— WHAT YOU WILL DO —
Below are entries; work out how many of their lines include the string "rest", and reply with the number only.

======== DATA PROVIDED ========

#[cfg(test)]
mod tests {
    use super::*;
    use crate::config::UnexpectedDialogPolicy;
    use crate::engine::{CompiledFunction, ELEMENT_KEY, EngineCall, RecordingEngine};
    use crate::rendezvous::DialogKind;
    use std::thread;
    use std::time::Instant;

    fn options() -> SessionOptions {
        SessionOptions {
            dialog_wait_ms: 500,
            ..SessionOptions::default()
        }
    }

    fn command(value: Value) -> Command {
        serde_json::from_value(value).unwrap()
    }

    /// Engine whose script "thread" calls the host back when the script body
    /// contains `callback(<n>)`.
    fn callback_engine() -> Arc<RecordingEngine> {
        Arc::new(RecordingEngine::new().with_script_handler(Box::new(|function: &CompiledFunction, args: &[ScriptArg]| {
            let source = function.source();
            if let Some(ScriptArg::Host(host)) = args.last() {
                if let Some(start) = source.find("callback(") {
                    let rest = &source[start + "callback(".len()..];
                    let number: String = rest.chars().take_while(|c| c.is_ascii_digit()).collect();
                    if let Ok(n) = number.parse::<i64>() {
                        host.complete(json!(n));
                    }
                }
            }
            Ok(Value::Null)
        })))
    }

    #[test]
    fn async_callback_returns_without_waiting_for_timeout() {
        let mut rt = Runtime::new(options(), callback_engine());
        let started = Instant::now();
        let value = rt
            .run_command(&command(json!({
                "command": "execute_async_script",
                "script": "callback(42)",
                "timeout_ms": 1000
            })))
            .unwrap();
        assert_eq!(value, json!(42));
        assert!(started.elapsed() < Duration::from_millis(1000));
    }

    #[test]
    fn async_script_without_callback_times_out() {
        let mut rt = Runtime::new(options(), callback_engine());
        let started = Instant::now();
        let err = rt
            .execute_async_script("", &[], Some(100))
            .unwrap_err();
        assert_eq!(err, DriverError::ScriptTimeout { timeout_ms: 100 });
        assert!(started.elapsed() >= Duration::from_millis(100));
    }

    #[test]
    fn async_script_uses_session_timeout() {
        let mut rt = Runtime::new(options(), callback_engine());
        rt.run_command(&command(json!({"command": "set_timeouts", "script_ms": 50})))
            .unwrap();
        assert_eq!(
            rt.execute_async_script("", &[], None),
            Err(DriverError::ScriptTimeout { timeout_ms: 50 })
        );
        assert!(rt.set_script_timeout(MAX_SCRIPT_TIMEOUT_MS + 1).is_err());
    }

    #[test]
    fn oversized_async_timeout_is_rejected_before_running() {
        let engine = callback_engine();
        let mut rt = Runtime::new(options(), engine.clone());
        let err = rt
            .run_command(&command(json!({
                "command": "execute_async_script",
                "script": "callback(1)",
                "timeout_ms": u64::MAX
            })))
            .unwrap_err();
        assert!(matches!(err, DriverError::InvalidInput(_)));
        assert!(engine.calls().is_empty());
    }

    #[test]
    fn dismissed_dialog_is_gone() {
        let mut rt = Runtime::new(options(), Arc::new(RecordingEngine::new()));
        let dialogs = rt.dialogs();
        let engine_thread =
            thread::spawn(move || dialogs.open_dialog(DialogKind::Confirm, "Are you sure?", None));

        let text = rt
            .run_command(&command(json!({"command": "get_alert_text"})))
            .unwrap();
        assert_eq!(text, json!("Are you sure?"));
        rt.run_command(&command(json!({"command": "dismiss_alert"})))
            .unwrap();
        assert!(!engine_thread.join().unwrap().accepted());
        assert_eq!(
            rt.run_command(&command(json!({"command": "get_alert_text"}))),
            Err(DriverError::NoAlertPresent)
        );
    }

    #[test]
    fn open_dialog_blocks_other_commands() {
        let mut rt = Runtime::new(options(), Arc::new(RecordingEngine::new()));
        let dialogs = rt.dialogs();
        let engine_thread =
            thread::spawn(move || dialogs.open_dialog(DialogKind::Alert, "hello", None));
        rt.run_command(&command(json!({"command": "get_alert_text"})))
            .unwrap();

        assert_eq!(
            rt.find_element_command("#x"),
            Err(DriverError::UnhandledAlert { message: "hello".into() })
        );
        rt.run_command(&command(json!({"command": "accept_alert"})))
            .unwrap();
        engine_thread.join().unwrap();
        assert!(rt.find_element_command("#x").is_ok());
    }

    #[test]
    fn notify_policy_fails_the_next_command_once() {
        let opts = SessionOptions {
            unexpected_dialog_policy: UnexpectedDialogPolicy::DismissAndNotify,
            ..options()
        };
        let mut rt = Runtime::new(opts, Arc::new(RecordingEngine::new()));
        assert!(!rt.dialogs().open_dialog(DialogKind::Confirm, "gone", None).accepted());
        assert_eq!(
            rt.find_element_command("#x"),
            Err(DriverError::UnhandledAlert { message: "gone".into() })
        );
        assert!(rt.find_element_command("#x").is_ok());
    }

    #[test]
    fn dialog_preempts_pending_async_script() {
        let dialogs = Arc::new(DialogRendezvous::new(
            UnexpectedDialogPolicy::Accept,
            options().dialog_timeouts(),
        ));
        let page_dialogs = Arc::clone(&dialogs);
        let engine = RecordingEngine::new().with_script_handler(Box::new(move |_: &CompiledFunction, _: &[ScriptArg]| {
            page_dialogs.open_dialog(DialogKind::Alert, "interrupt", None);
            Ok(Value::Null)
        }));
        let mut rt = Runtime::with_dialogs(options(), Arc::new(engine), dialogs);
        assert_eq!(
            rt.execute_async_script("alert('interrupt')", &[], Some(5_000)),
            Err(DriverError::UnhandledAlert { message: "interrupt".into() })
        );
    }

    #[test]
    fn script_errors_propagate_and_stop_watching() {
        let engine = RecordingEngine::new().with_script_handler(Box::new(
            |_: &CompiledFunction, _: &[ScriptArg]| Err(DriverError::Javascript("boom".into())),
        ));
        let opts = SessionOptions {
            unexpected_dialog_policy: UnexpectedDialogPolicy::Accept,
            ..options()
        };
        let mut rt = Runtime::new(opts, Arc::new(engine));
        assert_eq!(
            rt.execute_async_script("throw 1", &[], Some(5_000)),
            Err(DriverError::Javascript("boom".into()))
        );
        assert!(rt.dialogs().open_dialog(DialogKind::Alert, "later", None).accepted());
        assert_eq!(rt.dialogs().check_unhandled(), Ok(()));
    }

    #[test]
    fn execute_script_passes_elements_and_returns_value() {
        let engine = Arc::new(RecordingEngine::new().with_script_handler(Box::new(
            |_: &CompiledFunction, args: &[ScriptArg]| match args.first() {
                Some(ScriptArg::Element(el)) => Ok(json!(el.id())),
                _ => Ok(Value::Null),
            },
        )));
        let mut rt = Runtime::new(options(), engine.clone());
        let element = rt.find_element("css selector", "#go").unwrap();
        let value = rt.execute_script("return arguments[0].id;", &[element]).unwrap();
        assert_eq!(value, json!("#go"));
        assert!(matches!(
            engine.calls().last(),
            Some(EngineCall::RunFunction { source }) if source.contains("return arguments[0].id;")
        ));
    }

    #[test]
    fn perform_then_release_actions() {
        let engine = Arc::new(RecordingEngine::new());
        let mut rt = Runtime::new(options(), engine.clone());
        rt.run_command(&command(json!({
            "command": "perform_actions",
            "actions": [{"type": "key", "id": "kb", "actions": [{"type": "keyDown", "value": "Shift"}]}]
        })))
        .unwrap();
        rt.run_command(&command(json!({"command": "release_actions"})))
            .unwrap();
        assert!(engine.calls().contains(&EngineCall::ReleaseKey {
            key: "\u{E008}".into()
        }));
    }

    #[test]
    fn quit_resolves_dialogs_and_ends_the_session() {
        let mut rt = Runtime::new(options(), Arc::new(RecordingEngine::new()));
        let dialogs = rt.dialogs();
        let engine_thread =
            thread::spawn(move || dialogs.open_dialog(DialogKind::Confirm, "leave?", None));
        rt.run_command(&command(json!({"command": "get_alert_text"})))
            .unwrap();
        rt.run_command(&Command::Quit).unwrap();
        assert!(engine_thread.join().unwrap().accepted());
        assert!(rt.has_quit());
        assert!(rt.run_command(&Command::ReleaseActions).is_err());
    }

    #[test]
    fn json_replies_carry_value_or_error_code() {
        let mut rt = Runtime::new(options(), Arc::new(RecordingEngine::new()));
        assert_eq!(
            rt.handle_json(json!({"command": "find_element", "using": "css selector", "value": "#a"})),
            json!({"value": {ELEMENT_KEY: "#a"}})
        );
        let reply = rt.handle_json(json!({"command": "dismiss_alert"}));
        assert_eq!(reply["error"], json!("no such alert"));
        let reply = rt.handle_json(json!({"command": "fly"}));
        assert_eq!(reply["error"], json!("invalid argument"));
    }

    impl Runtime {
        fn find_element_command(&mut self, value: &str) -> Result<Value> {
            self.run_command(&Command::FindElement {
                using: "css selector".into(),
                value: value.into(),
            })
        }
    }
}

========
======== DATA PROVIDED ========

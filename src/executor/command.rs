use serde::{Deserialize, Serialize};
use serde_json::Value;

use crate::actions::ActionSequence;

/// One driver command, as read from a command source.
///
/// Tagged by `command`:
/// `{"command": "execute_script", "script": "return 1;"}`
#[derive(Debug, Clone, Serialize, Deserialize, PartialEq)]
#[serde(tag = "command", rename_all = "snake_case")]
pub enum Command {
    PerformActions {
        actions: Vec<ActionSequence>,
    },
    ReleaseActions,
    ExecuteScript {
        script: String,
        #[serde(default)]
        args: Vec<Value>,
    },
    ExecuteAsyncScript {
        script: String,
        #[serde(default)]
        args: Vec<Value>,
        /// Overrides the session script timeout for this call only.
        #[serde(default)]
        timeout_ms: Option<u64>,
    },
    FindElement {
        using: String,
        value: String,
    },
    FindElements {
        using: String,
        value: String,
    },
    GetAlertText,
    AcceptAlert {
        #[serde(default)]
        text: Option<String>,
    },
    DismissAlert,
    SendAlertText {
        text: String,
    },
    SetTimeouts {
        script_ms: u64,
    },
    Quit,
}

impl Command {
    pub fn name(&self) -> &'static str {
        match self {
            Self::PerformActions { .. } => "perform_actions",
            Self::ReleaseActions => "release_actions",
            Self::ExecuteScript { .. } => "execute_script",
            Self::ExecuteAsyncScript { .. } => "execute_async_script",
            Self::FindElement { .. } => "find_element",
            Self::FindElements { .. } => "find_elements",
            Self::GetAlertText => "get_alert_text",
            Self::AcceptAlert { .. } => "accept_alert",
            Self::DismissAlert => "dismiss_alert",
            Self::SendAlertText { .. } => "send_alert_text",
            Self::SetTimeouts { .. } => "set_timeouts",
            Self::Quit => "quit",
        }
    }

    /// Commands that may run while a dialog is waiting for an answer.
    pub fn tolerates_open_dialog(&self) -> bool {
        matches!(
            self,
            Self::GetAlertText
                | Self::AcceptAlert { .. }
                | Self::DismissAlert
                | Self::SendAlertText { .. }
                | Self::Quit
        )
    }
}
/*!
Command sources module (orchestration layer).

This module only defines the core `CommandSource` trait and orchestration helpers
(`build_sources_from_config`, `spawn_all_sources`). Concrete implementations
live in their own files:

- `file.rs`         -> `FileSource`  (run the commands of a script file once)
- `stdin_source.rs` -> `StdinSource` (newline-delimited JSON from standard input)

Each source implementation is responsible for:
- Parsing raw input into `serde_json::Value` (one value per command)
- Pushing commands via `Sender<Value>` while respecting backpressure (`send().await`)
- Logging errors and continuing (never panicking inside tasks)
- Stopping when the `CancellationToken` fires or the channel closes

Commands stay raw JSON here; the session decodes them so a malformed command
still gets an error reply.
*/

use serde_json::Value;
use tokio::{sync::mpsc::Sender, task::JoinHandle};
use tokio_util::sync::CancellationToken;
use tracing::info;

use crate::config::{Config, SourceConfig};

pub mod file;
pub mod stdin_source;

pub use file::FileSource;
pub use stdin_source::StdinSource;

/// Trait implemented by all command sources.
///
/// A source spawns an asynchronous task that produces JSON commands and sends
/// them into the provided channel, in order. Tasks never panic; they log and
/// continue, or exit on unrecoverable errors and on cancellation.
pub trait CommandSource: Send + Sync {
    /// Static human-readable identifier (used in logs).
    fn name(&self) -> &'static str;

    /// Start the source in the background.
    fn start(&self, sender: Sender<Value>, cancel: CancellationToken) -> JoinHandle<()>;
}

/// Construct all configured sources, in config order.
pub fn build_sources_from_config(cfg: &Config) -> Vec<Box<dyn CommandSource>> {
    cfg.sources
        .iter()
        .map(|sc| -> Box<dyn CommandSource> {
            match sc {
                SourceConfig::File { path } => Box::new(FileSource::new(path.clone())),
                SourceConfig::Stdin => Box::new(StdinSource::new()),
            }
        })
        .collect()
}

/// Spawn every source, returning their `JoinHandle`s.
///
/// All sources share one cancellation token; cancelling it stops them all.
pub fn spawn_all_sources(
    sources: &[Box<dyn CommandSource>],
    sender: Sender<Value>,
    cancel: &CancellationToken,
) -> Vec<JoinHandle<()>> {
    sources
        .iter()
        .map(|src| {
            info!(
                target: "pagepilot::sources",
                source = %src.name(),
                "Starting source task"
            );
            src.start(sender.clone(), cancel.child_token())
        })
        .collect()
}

========

— EXERCISE SOLUTION —
2